Summary: A romantic coming-of-age fantasy tale steeped in Indian folklore, perfect for fans of The Star-Touched Queen and The Wrath and the Dawn
No one is entirely certain what brings the Emperor Sikander to Shalingar. Until now, the idyllic kingdom has been immune to his many violent conquests. To keep the visit friendly, Princess Amrita has offered herself as his bride, sacrificing everything—family, her childhood love, and her freedom—to save her people. But her offer isn’t enough.
The palace is soon under siege, and Amrita finds herself a fugitive, utterly alone but for an oracle named Thala, who was kept by Sikander as a slave and managed to escape amid the chaos. With nothing and no one else to turn to, Amrita and Thala are forced to rely on one another. But while Amrita feels responsible for her kingdom and sets out to warn her people, the newly free Thala has no such ties. She encourages Amrita to go on a quest to find the fabled Library of All Things, where it is possible for each of them to reverse their fates. To go back to before Sikander took everything from them.
Stripped of all that she loves, caught between her rosy past and an unknown future, will Amrita be able to restore what was lost, or does another life—and another love—await?
Your first published novel, Mirror in the Sky, was science fiction. Was there a big difference between writing that type of story and writing fantasy for The Library of Fates?
Yes and no! When I’m writing a book, I’m mostly focused on themes and characters and the transformation of a character. Mirror in the Sky is a book about belonging, finding one’s place in the world, what it means to be a part of a family or community, to be a citizen of the world, and also about how the choices we make, big and small, collectively have a huge impact on the people around us. With The Library of Fates, I wanted to explore the journey of a character who has always belonged, always been beloved by those around her, and what happens when she loses everything. Essentially, how does one start over when everything is lost? Beyond this, I was investigating this question of what are the things worth sacrificing for and where do we draw the line and refuse to give in? What does it mean to be a feminist? A good friend?
I did a lot more outlining for The Library of Fates, and in many ways, it’s much more intricate in terms of plot, but the fundamental process was similar.
Amrita is facing the unknown. What does she draw on to forge ahead in spite of having no idea of what she will come up against?
The Unknown is basically navigating your own psyche, your worst demons, your greatest fears. And Amrita is a character who has essentially no life skills and is forced to navigate a world she has always been sheltered from. It’s a terrifying idea. But the unknown – as scary as it is – doesn’t exist to cruelly taunt and terrify us. It forces us to shut out all the voices that come from outside of ourselves that are urging us to find safety or comply or compromise ourselves or our vision. The unknown exists to help us find out who we truly are and what we’re truly capable of. It gives us a breadcrumb trail of clues that we can follow, and that trail comes from within ourselves. To trust the unknown inevitably means to trust yourself and I wanted to show a character who does this, despite all her fears, her loneliness and her doubts.

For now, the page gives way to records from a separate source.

//! Batch statistics
//!
//! Pure computation over one drained batch, no I/O.

use contracts::{CongestionAlert, Reading, Summary};

/// Summarize one batch
///
/// Returns `None` for an empty batch. The average is integer division of the
/// sum by the count. Alerts are emitted in batch order, one per reading whose
/// value is strictly greater than `threshold`.
pub fn summarize(cycle: u64, batch: &[Reading], threshold: u32) -> Option<Summary> {
    let first = batch.first()?;

    let mut total = 0u64;
    let mut min = first.value;
    let mut max = first.value;
    let mut alerts = Vec::new();

    for reading in batch {
        total += u64::from(reading.value);
        min = min.min(reading.value);
        max = max.max(reading.value);

        if reading.value > threshold {
            alerts.push(CongestionAlert {
                source_id: reading.source_id,
                value: reading.value,
            });
        }
    }

    let count = batch.len();
    // average lies in [min, max], so it fits back into u32
    let average = u32::try_from(total / count as u64).unwrap_or(max);

    Some(Summary {
        cycle,
        count,
        total,
        average,
        min,
        max,
        alerts,
    })
}
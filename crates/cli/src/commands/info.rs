//! `info` command implementation.

use anyhow::{Context, Result};
use contracts::PipelineConfig;
use serde::Serialize;
use tracing::info;

use crate::cli::InfoArgs;
use crate::config;

/// Effective configuration plus derived values, for JSON output
#[derive(Serialize)]
struct ConfigInfo<'a> {
    #[serde(flatten)]
    config: &'a PipelineConfig,
    derived: DerivedInfo,
}

#[derive(Serialize)]
struct DerivedInfo {
    /// Expected readings per aggregation cycle
    readings_per_cycle: f64,
    /// Expected number of cycles in one run
    cycles_per_run: u64,
    warnings: Vec<String>,
}

/// Execute the `info` command
pub fn run_info(args: &InfoArgs) -> Result<()> {
    match args.config {
        Some(ref path) => info!(config = %path.display(), "Loading configuration info"),
        None => info!("Showing built-in default configuration"),
    }

    let config = config::load_or_default(args.config.as_deref())?;

    if args.toml {
        let toml = config_loader::ConfigLoader::to_toml(&config)
            .context("Failed to serialize config as TOML")?;
        print!("{}", toml);
    } else if args.json {
        let info = ConfigInfo {
            config: &config,
            derived: derive_info(&config),
        };
        let json =
            serde_json::to_string_pretty(&info).context("Failed to serialize config info")?;
        println!("{}", json);
    } else {
        print_config_info(&config);
    }

    Ok(())
}

fn derive_info(config: &PipelineConfig) -> DerivedInfo {
    let update_ms = config.sources.update_interval_ms.max(1) as f64;
    let aggregation_ms = config.aggregation.interval_ms.max(1);

    DerivedInfo {
        readings_per_cycle: f64::from(config.sources.count) * aggregation_ms as f64 / update_ms,
        cycles_per_run: config.run.duration_secs.saturating_mul(1000) / aggregation_ms,
        warnings: config_loader::collect_warnings(config),
    }
}

fn print_config_info(config: &PipelineConfig) {
    let derived = derive_info(config);

    println!("╔══════════════════════════════════════════════════════════════╗");
    println!("║             Traffic Aggregator Configuration                 ║");
    println!("╚══════════════════════════════════════════════════════════════╝\n");

    println!("🚦 Sources");
    println!("   ├─ Version: {:?}", config.version);
    println!("   ├─ Count: {} (ids 0..{})", config.sources.count, config.sources.count);
    println!("   ├─ Update interval: {} ms", config.sources.update_interval_ms);
    match config.sources.seed {
        Some(seed) => println!("   └─ Seed: {}", seed),
        None => println!("   └─ Seed: (entropy)"),
    }

    println!("\n⚙️  Aggregation");
    println!("   ├─ Interval: {} ms", config.aggregation.interval_ms);
    println!(
        "   ├─ Congestion threshold: > {}",
        config.aggregation.congestion_threshold
    );
    println!("   ├─ Readings per cycle: ~{:.1}", derived.readings_per_cycle);
    println!("   └─ Cycles per run: ~{}", derived.cycles_per_run);

    println!("\n📤 Output");
    println!("   ├─ Summary file: {}", config.output.log_path.display());
    println!("   ├─ Alerts: {:?}", config.output.alerts);
    println!("   └─ Run duration: {} s", config.run.duration_secs);

    if !derived.warnings.is_empty() {
        println!("\n⚠️  Warnings");
        for warning in &derived.warnings {
            println!("   - {}", warning);
        }
    }

    println!();
}
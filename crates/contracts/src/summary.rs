//! Summary - AggregationWorker output
//!
//! Statistics computed over one drained batch.

use serde::{Deserialize, Serialize};
use std::fmt;

use crate::SourceId;

/// Per-cycle summary
///
/// Only produced for non-empty batches, so `min <= average <= max` always holds.
#[derive(Debug, Clone, PartialEq, Eq, Serialize, Deserialize)]
pub struct Summary {
    /// Cycle sequence number (monotonically increasing, starts at 1)
    pub cycle: u64,

    /// Number of readings in the batch
    pub count: usize,

    /// Sum of all values
    pub total: u64,

    /// `total / count`, truncated
    pub average: u32,

    /// Smallest value
    pub min: u32,

    /// Largest value
    pub max: u32,

    /// One entry per reading above the congestion threshold
    pub alerts: Vec<CongestionAlert>,
}

/// Persistence line, `Avg: <int>, Min: <int>, Max: <int>`
impl fmt::Display for Summary {
    fn fmt(&self, f: &mut fmt::Formatter<'_>) -> fmt::Result {
        write!(f, "Avg: {}, Min: {}, Max: {}", self.average, self.min, self.max)
    }
}

/// Congestion alert
#[derive(Debug, Clone, Copy, PartialEq, Eq, Serialize, Deserialize)]
pub struct CongestionAlert {
    /// Source that reported the reading
    pub source_id: SourceId,

    /// Offending value
    pub value: u32,
}

impl fmt::Display for CongestionAlert {
    fn fmt(&self, f: &mut fmt::Formatter<'_>) -> fmt::Result {
        write!(
            f,
            "Sensor {}: Congestion detected with density {}",
            self.source_id, self.value
        )
    }
}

Your TedTalk, “Harnessing the Power of the Unknown” seems to be related to The Library of Fates in a few ways. Can you explain the relationship?
I think being a writer or working in any sort of creative profession, you’re facing the unknown every day. You are creating something out of nothing. And that’s exactly what Amrita is doing once her life is turned upside down. But I think this is what real life is about. Those kernels of inspiration, insight, the exploration of your true self, facing your greatest demons: that’s what the unknown forces us to do and hold and contend with, and try as they might, nobody escapes this.
What do you enjoy about being a writer? What is the most difficult thing about being a writer?
Without sounding too pretentious, I love thinking about ideas. I like being my own boss, and devoting my mental energies to what I want to think about rather than what someone else wants me to think about. I love exploring new themes, and I feel like I learn so much with each book that I write. It’s the closest thing I have to some sort of devotional practice. I work through everything with the simple act of writing. It’s made me a more empathetic, creative and disciplined person.
The most difficult part is probably the long arc of publishing. It’s often a year between the time that you finish a manuscript and it’s out in the world, sometimes longer.
What are some of your favorite books? Have any of them inspired or influenced your writing?
My favorite book of all time is The God of Small Things by Arundhati Roy. It’s the book that made me want to become a writer.
What’s up next for you as a writer?
I’m working on experimental feminist fiction for smart women and teens. It’s contemporary, it’s dark and it challenges the conventions of the novel as well as the conventions that women are often forced to abide by. It’s really fun to write.